Buy in the UK | Buy in Canada

Nick Travers has found a full life after a short-lived career as a professional football player for the New Orleans Saints. Travers returned to school, earned a doctorate and became a roots music field researcher specializing in the blues. He has become especially good at finding people, a skill that comes in handy in his field research.

Teddy Paris, a former team mate of Travers and now a successful music mogul, asks Travers to turn his skill in finding people to finding money that was conned from Paris' new young star, a rapper named Alias. In addition, Paris' life has been threatened by a local gangster who wants $700,000 to pay off a debt. It's Paris' money or his life. Travers can't turn his old friend down and starts looking for the con artists. When the body of Paris' brother, Malcolm, is found hanging from a tree, Travers takes Alias to Mississippi and the safe home of JoJo and Loretta Jackson.

DIRTY SOUTH is a novel of extremes. The haves and have nots. Bentleys upholstered with rabbit fur, fleets of cadillacs and the Grey Ghost -- the pickup truck Travers drives that needs constant work. Fast boats, fast women and drugs. The slums to mansions on the lake to Travers' warehouse home. Cristal champagne and Dixie beer. Dirty, smelly bayous filled with alligators. Friendship and betrayal. Rap music versus the Blues. This is certainly not the New Orleans the travel bureau would like the ordinary tourist to see.

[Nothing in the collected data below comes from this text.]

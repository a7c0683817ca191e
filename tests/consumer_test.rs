use bytes::Bytes;
use ecorelay::consumer::{consume_event_stream, CollectingSink};
use ecorelay::normalize::normalize;
use ecorelay::{Card, Citation, Recommendation};
use futures_util::stream;
use serde_json::json;
use std::convert::Infallible;

fn wire(frames: &[(&str, &str)]) -> Vec<u8> {
    let mut out = Vec::new();
    for (event, data) in frames {
        out.extend_from_slice(format!("event: {}\ndata: {}\n\n", event, data).as_bytes());
    }
    out
}

fn byte_stream(
    bytes: Vec<u8>,
    chunk_size: usize,
) -> impl futures_util::Stream<Item = Result<Bytes, Infallible>> + Unpin {
    let chunks: Vec<Result<Bytes, Infallible>> = bytes
        .chunks(chunk_size)
        .map(|c| Ok(Bytes::copy_from_slice(c)))
        .collect();
    stream::iter(chunks)
}

#[tokio::test]
async fn logs_arrive_in_order_before_the_terminal() {
    let payload = wire(&[
        ("logs", "\"first\""),
        ("heartbeat", "{}"),
        ("logs", "\"second\""),
        ("result", "{\"rating\": 72}"),
        ("logs", "\"after terminal, must not fire\""),
    ]);

    let mut sink = CollectingSink::default();
    consume_event_stream(byte_stream(payload, 7), &mut sink).await;

    assert_eq!(sink.logs, vec![json!("first"), json!("second")]);
    assert_eq!(sink.result, Some(json!({"rating": 72})));
}

#[tokio::test]
async fn unparsable_terminal_degrades_to_structured_error() {
    let payload = wire(&[("result", "not json at all")]);

    let mut sink = CollectingSink::default();
    consume_event_stream(byte_stream(payload, 1024), &mut sink).await;

    assert_eq!(
        sink.result,
        Some(json!({"error": "Parse error", "raw": "not json at all"}))
    );
}

#[tokio::test]
async fn error_event_is_terminal_too() {
    let payload = wire(&[
        ("logs", "\"connecting\""),
        ("error", "{\"error\": \"Upstream connection lost: reset\"}"),
    ]);

    let mut sink = CollectingSink::default();
    consume_event_stream(byte_stream(payload, 3), &mut sink).await;

    assert_eq!(sink.logs.len(), 1);
    let result = sink.result.expect("terminal should fire");
    assert_eq!(result["error"], "Upstream connection lost: reset");
}

/// A card serialized onto the wire as a `result` payload must survive the
/// consumer and the normalizer with every field intact.
#[tokio::test]
async fn card_survives_the_wire_round_trip() {
    let card = Card {
        id: None,
        owner_email: None,
        product: Some("Bamboo Toothbrush".into()),
        rating: Some(84.5),
        text: "Low footprint overall".into(),
        citations: vec![Citation {
            label: "LCA study".into(),
            url: "https://example.org/lca".into(),
        }],
        recommendations: vec![Recommendation {
            label: "Compost the handle".into(),
        }],
        suggested_questions: vec!["How is it shipped?".into()],
        created_at: "2026-08-30T10:00:00+00:00".into(),
    };

    let data = serde_json::to_string(&card).expect("serialize card");
    let payload = wire(&[("result", &data)]);

    let mut sink = CollectingSink::default();
    consume_event_stream(byte_stream(payload, 5), &mut sink).await;

    let raw = sink.result.expect("terminal should fire");
    let normalized = normalize(&raw, None, None);

    assert_eq!(normalized.product, card.product);
    assert_eq!(normalized.rating, card.rating);
    assert_eq!(normalized.text, card.text);
    assert_eq!(normalized.citations, card.citations);
    assert_eq!(normalized.recommendations, card.recommendations);
    assert_eq!(normalized.suggested_questions, card.suggested_questions);
    assert_eq!(normalized.created_at, card.created_at);
}
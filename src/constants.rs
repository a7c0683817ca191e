/// Literal separator between the upstream log region and the result region.
pub const RESULT_SEPARATOR: &str = "===RESULT===";

/// Upstream analysis endpoint, appended to the configured base URL.
pub const UPSTREAM_ASK_PATH: &str = "/ask";

/// Header carrying the pre-shared upstream API key.
pub const UPSTREAM_API_KEY_HEADER: &str = "x-api-key";

/// Status codes worth a second attempt on the initial upstream POST. Once
/// the stream is open there are no retries; the terminal event settles it.
pub const RETRYABLE_STATUS_CODES: &[u16] = &[429, 500, 502, 503, 504];

/// Default interval between `heartbeat` events on an open relay stream.
pub const DEFAULT_HEARTBEAT_SECS: u64 = 5;

/// Product name stamped on cards whose payload carried none.
pub const DEFAULT_PRODUCT_NAME: &str = "Climate Change Analyzer";

/// Database defaults
pub const DB_PRAGMAS: &[&str] = &[
    "PRAGMA journal_mode = WAL",
    "PRAGMA synchronous = NORMAL",
    "PRAGMA busy_timeout = 5000",
];
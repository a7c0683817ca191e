use crate::db::DbPool;
use crate::normalize::product_or_default;
use crate::types::{Card, CardId, Citation, Recommendation, RelayError, Result};
use sqlx::Row;

/// Thin gateway between normalized cards and the storage collaborator.
/// Persistence is best-effort from the caller's point of view: a rejected
/// save never invalidates the in-memory card.
#[derive(Clone)]
pub struct CardStore {
    pool: DbPool,
}

impl CardStore {
    pub fn new(pool: DbPool) -> Self {
        Self { pool }
    }

    pub fn pool(&self) -> &DbPool {
        &self.pool
    }

    /// Validates and inserts one card, returning it augmented with a
    /// generated id and a server-assigned creation timestamp.
    pub async fn save(&self, card: &Card) -> Result<Card> {
        let owner = match card.owner_email.as_deref() {
            Some(o) if !o.trim().is_empty() => o.to_lowercase(),
            _ => {
                return Err(RelayError::Validation(
                    "Missing required fields: ownerEmail".into(),
                )
                .into())
            }
        };
        if card.text.trim().is_empty() {
            return Err(RelayError::Validation("Missing required fields: text".into()).into());
        }

        let id = CardId::new();
        let product = product_or_default(card.product.as_deref());
        let created_at = chrono::Utc::now().to_rfc3339();
        let citations_json = serde_json::to_string(&card.citations)?;
        let recommendations_json = serde_json::to_string(&card.recommendations)?;
        let questions_json = serde_json::to_string(&card.suggested_questions)?;

        sqlx::query(
            "INSERT INTO cards (id, owner_email, product, rating, text, citations_json, \
             recommendations_json, suggested_questions_json, created_at) \
             VALUES (?, ?, ?, ?, ?, ?, ?, ?, ?)",
        )
        .bind(&id.0)
        .bind(&owner)
        .bind(&product)
        .bind(card.rating)
        .bind(&card.text)
        .bind(&citations_json)
        .bind(&recommendations_json)
        .bind(&questions_json)
        .bind(&created_at)
        .execute(&self.pool)
        .await?;

        tracing::info!(
            "[store] Saved card {} for {} ({})",
            id,
            owner,
            product
        );

        Ok(Card {
            id: Some(id.0),
            owner_email: Some(owner),
            product: Some(product),
            created_at,
            ..card.clone()
        })
    }

    /// All cards for one owner, newest first.
    pub async fn list_by_owner(&self, owner_email: &str) -> Result<Vec<Card>> {
        let rows = sqlx::query(
            "SELECT id, owner_email, product, rating, text, citations_json, \
             recommendations_json, suggested_questions_json, created_at \
             FROM cards WHERE owner_email = ? ORDER BY created_at DESC",
        )
        .bind(owner_email.to_lowercase())
        .fetch_all(&self.pool)
        .await?;

        let mut cards = Vec::with_capacity(rows.len());
        for row in rows {
            cards.push(Self::row_to_card(&row)?);
        }
        Ok(cards)
    }

    fn row_to_card(row: &sqlx::sqlite::SqliteRow) -> Result<Card> {
        let citations: Vec<Citation> = serde_json::from_str(row.get("citations_json"))?;
        let recommendations: Vec<Recommendation> =
            serde_json::from_str(row.get("recommendations_json"))?;
        let suggested_questions: Vec<String> =
            serde_json::from_str(row.get("suggested_questions_json"))?;

        Ok(Card {
            id: Some(row.get("id")),
            owner_email: Some(row.get("owner_email")),
            product: Some(row.get("product")),
            rating: row.get("rating"),
            text: row.get("text"),
            citations,
            recommendations,
            suggested_questions,
            created_at: row.get("created_at"),
        })
    }
}
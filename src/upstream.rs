use crate::constants::{RETRYABLE_STATUS_CODES, UPSTREAM_API_KEY_HEADER, UPSTREAM_ASK_PATH};
use crate::ingress::UpstreamAskBody;
use crate::types::{RelayError, Result};
use std::time::Duration;

/// Client for the analysis backend. Only the initial POST is retried;
/// once a stream is open the terminal event settles the outcome.
#[derive(Clone)]
pub struct UpstreamClient {
    client: reqwest::Client,
    base_url: String,
    api_key: String,
    max_retries: u32,
}

impl UpstreamClient {
    pub fn new(client: reqwest::Client, base_url: String, api_key: String, max_retries: u32) -> Self {
        Self {
            client,
            base_url: base_url.trim_end_matches('/').to_string(),
            api_key,
            max_retries,
        }
    }

    /// Opens the streaming analysis request. A non-success upstream status
    /// is surfaced with its status and body text so the caller can report
    /// it before any stream opens.
    pub async fn ask(&self, body: &UpstreamAskBody) -> Result<reqwest::Response> {
        let url = format!("{}{}", self.base_url, UPSTREAM_ASK_PATH);
        let mut attempts = 0;

        loop {
            attempts += 1;
            match self.ask_once(&url, body).await {
                Ok(response) => return Ok(response),
                Err(e) if attempts <= self.max_retries && is_retryable(&e.inner) => {
                    let delay = backoff_with_jitter(attempts);
                    tracing::warn!(
                        "[relay -> backend] Attempt {} failed: {}. Retrying in {:?}...",
                        attempts,
                        e,
                        delay
                    );
                    tokio::time::sleep(delay).await;
                }
                Err(e) => return Err(e),
            }
        }
    }

    async fn ask_once(&self, url: &str, body: &UpstreamAskBody) -> Result<reqwest::Response> {
        let response = self
            .client
            .post(url)
            .header(UPSTREAM_API_KEY_HEADER, &self.api_key)
            .json(body)
            .send()
            .await
            .map_err(RelayError::Network)?;

        let status = response.status();
        if status.is_success() {
            Ok(response)
        } else {
            let error_body = match response.text().await {
                Ok(text) => text,
                Err(_) => "Unknown error (failed to read response text)".to_string(),
            };
            Err(RelayError::Upstream(status, error_body).into())
        }
    }
}

fn is_retryable(err: &RelayError) -> bool {
    match err {
        RelayError::Network(_) => true,
        RelayError::Upstream(status, _) => RETRYABLE_STATUS_CODES.contains(&status.as_u16()),
        _ => false,
    }
}

/// Exponential backoff with ±25% jitter, base 100ms.
fn backoff_with_jitter(attempt: u32) -> Duration {
    let base_ms = 100u64 * 2u64.pow(attempt.saturating_sub(1).min(6));
    let jitter_range = (base_ms / 4) as i64;
    let jitter = if jitter_range > 0 {
        fastrand::i64(-jitter_range..jitter_range)
    } else {
        0
    };
    Duration::from_millis((base_ms as i64 + jitter).max(1) as u64)
}
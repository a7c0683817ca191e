use crate::cards::CardStore;
use crate::upstream::UpstreamClient;
use clap::Parser;
use std::sync::Arc;
use std::time::Duration;

#[derive(Parser, Debug)]
#[command(author, version, about, long_about = None)]
pub struct Args {
    #[arg(long, default_value_t = 8080)]
    pub port: u16,
    #[arg(long, default_value = "127.0.0.1")]
    pub host: String,
    #[arg(long, default_value = "ecorelay.db")]
    pub database: String,
    #[arg(long, default_value = "http://127.0.0.1:8000")]
    pub backend_base_url: String,
    #[arg(long, default_value_t = crate::constants::DEFAULT_HEARTBEAT_SECS)]
    pub heartbeat_secs: u64,
    #[arg(long, default_value_t = 10)]
    pub connect_timeout_secs: u64,
    #[arg(long, default_value_t = 2 * 1024 * 1024)]
    pub max_body_size: usize,
    #[arg(long, default_value_t = 3)]
    pub max_retries: u32,
}

impl Args {
    pub fn heartbeat(&self) -> Duration {
        Duration::from_secs(self.heartbeat_secs.max(1))
    }
}

#[derive(Clone)]
pub struct AppState {
    pub upstream: UpstreamClient,
    pub store: CardStore,
    pub args: Arc<Args>,
}
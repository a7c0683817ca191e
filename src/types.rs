use serde::{Deserialize, Serialize};
use std::fmt;
use thiserror::Error;
use tracing_error::SpanTrace;
use uuid::Uuid;

#[derive(Debug, Clone, Serialize, Deserialize, PartialEq, Eq, Hash)]
pub struct CardId(pub String);

impl CardId {
    pub fn new() -> Self {
        Self(Uuid::new_v4().to_string())
    }
}

impl Default for CardId {
    fn default() -> Self {
        Self::new()
    }
}

impl fmt::Display for CardId {
    fn fmt(&self, f: &mut fmt::Formatter<'_>) -> fmt::Result {
        write!(f, "{}", self.0)
    }
}

#[derive(Error, Debug)]
pub enum RelayError {
    #[error("Database error: {0}")]
    Database(#[from] sqlx::Error),

    #[error("Serialization error: {0}")]
    Serialization(#[from] serde_json::Error),

    #[error("Network error: {0}")]
    Network(#[from] reqwest::Error),

    #[error("IO error: {0}")]
    Io(#[from] std::io::Error),

    #[error("Invalid query payload: {0}")]
    InvalidQuery(String),

    #[error("Validation failed: {0}")]
    Validation(String),

    #[error("Upstream error (status {0}): {1}")]
    Upstream(axum::http::StatusCode, String),

    #[error("Internal error: {0}")]
    Internal(String, SpanTrace),
}

impl axum::response::IntoResponse for ObservedError {
    fn into_response(self) -> axum::response::Response {
        let (status, msg, code) = match &self.inner {
            RelayError::Upstream(s, m) => (*s, m.clone(), "UPSTREAM_ERROR"),
            RelayError::InvalidQuery(m) => (
                axum::http::StatusCode::BAD_REQUEST,
                m.clone(),
                "INVALID_QUERY",
            ),
            RelayError::Validation(m) => (
                axum::http::StatusCode::BAD_REQUEST,
                m.clone(),
                "VALIDATION_ERROR",
            ),
            RelayError::Network(e) => (
                axum::http::StatusCode::BAD_GATEWAY,
                e.to_string(),
                "NETWORK_ERROR",
            ),
            RelayError::Database(e) => (
                axum::http::StatusCode::INTERNAL_SERVER_ERROR,
                e.to_string(),
                "DATABASE_ERROR",
            ),
            RelayError::Serialization(e) => (
                axum::http::StatusCode::INTERNAL_SERVER_ERROR,
                e.to_string(),
                "SERIALIZATION_ERROR",
            ),
            RelayError::Io(e) => (
                axum::http::StatusCode::INTERNAL_SERVER_ERROR,
                e.to_string(),
                "IO_ERROR",
            ),
            RelayError::Internal(m, _) => (
                axum::http::StatusCode::INTERNAL_SERVER_ERROR,
                m.clone(),
                "INTERNAL_ERROR",
            ),
        };
        (
            status,
            axum::Json(serde_json::json!({
                "error": msg,
                "code": code,
            })),
        )
            .into_response()
    }
}

#[derive(Debug)]
pub struct ObservedError {
    pub inner: RelayError,
    pub span_trace: SpanTrace,
}

impl fmt::Display for ObservedError {
    fn fmt(&self, f: &mut fmt::Formatter<'_>) -> fmt::Result {
        write!(f, "{}", self.inner)
    }
}

impl std::error::Error for ObservedError {
    fn source(&self) -> Option<&(dyn std::error::Error + 'static)> {
        Some(&self.inner)
    }
}

impl<E> From<E> for ObservedError
where
    E: Into<RelayError>,
{
    fn from(error: E) -> Self {
        Self {
            inner: error.into(),
            span_trace: SpanTrace::capture(),
        }
    }
}

pub type Result<T> = std::result::Result<T, ObservedError>;

/// --- CANONICAL CARD ---

#[derive(Debug, Clone, Serialize, Deserialize, PartialEq)]
#[serde(rename_all = "camelCase")]
pub struct Card {
    #[serde(default, skip_serializing_if = "Option::is_none")]
    pub id: Option<String>,
    #[serde(default, skip_serializing_if = "Option::is_none")]
    pub owner_email: Option<String>,
    #[serde(default, skip_serializing_if = "Option::is_none")]
    pub product: Option<String>,
    #[serde(default)]
    pub rating: Option<f64>,
    #[serde(default)]
    pub text: String,
    #[serde(default)]
    pub citations: Vec<Citation>,
    #[serde(default)]
    pub recommendations: Vec<Recommendation>,
    #[serde(default)]
    pub suggested_questions: Vec<String>,
    #[serde(default)]
    pub created_at: String,
}

#[derive(Debug, Clone, Serialize, Deserialize, PartialEq, Eq)]
pub struct Citation {
    pub label: String,
    pub url: String,
}

#[derive(Debug, Clone, Serialize, Deserialize, PartialEq, Eq)]
pub struct Recommendation {
    pub label: String,
}

/// --- RELAY EVENTS ---

/// One typed event on the browser-facing stream. Ordering contract: zero or
/// more `Logs` strictly before the single terminal `Result`/`Error`;
/// `Heartbeat` may interleave anywhere and carries no payload.
#[derive(Debug, Clone, PartialEq)]
pub enum RelayEvent {
    Logs(String),
    Result(serde_json::Value),
    Error(serde_json::Value),
    Heartbeat,
}

impl RelayEvent {
    pub fn event_name(&self) -> &'static str {
        match self {
            RelayEvent::Logs(_) => "logs",
            RelayEvent::Result(_) => "result",
            RelayEvent::Error(_) => "error",
            RelayEvent::Heartbeat => "heartbeat",
        }
    }

    /// Renders the event as an axum SSE event. `logs` carries a
    /// JSON-encoded string, `result`/`error` a JSON object, `heartbeat`
    /// an empty object.
    pub fn to_sse(&self) -> Result<axum::response::sse::Event> {
        let data = match self {
            RelayEvent::Logs(line) => serde_json::to_string(line)?,
            RelayEvent::Result(v) | RelayEvent::Error(v) => serde_json::to_string(v)?,
            RelayEvent::Heartbeat => "{}".to_string(),
        };
        Ok(axum::response::sse::Event::default()
            .event(self.event_name())
            .data(data))
    }
}

#[cfg(test)]
mod tests {
    use super::*;

    #[test]
    fn card_wire_shape_is_camel_case() {
        let card = Card {
            id: None,
            owner_email: Some("a@b.c".into()),
            product: None,
            rating: Some(72.0),
            text: "Moderate impact".into(),
            citations: vec![],
            recommendations: vec![],
            suggested_questions: vec!["why?".into()],
            created_at: "2026-01-01T00:00:00Z".into(),
        };
        let v = serde_json::to_value(&card).expect("serialize");
        assert_eq!(v["ownerEmail"], "a@b.c");
        assert_eq!(v["suggestedQuestions"][0], "why?");
        assert_eq!(v["createdAt"], "2026-01-01T00:00:00Z");
        assert!(v.get("id").is_none());
    }
}
use crate::types::*;
use serde::{Deserialize, Deserializer, Serialize};

/// Upstream operation selector. Numeric on the wire; the historical string
/// form is rejected as invalid.
#[derive(Debug, Clone, Copy, PartialEq, Eq)]
pub enum QueryKind {
    ProductAnalysis,
    Conversation,
}

impl QueryKind {
    pub fn as_wire(&self) -> u8 {
        match self {
            QueryKind::ProductAnalysis => 1,
            QueryKind::Conversation => 2,
        }
    }
}

impl Serialize for QueryKind {
    fn serialize<S>(&self, serializer: S) -> std::result::Result<S::Ok, S::Error>
    where
        S: serde::Serializer,
    {
        serializer.serialize_u8(self.as_wire())
    }
}

impl<'de> Deserialize<'de> for QueryKind {
    fn deserialize<D>(deserializer: D) -> std::result::Result<Self, D::Error>
    where
        D: Deserializer<'de>,
    {
        let n = u8::deserialize(deserializer)?;
        match n {
            1 => Ok(QueryKind::ProductAnalysis),
            2 => Ok(QueryKind::Conversation),
            other => Err(serde::de::Error::custom(format!(
                "unknown query type {} (expected 1 or 2)",
                other
            ))),
        }
    }
}

#[derive(Deserialize, Serialize, Debug, Clone)]
pub struct QueryRequest {
    #[serde(rename = "type")]
    pub kind: QueryKind,
    pub prompt: String,
    #[serde(default)]
    pub latitude: Option<f64>,
    #[serde(default)]
    pub longitude: Option<f64>,
}

impl QueryRequest {
    pub fn validate(&self) -> Result<()> {
        if self.prompt.trim().is_empty() {
            return Err(RelayError::InvalidQuery(
                "Query must contain a non-empty prompt".into(),
            )
            .into());
        }
        Ok(())
    }

    /// Shapes the request into the upstream wire body. Coordinates are
    /// best-effort and pass through as-is, absent or not.
    pub fn to_upstream_body(&self) -> UpstreamAskBody {
        UpstreamAskBody {
            user_query: self.prompt.clone(),
            kind: self.kind,
            latitude: self.latitude,
            longitude: self.longitude,
        }
    }
}

#[derive(Serialize, Deserialize, Debug, Clone)]
pub struct UpstreamAskBody {
    pub user_query: String,
    #[serde(rename = "type")]
    pub kind: QueryKind,
    pub latitude: Option<f64>,
    pub longitude: Option<f64>,
}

Atkins' writing is clear, economical and deeply observant. There is an underlying sense of foreboding throughout the novel. There are layered deceptions at every turn. Atkins writes with enormous sentiment about the duplicity of human behavior. The novel moves quickly and is an easy read, but the ending seemed rushed and confusing. Once again the real star of the novel is the lesson the reader gets about music -- this time about Rap music and the Blues. I'm still a fan of Atkins and Nick Travers and feel good about Nick and his further exploits in music.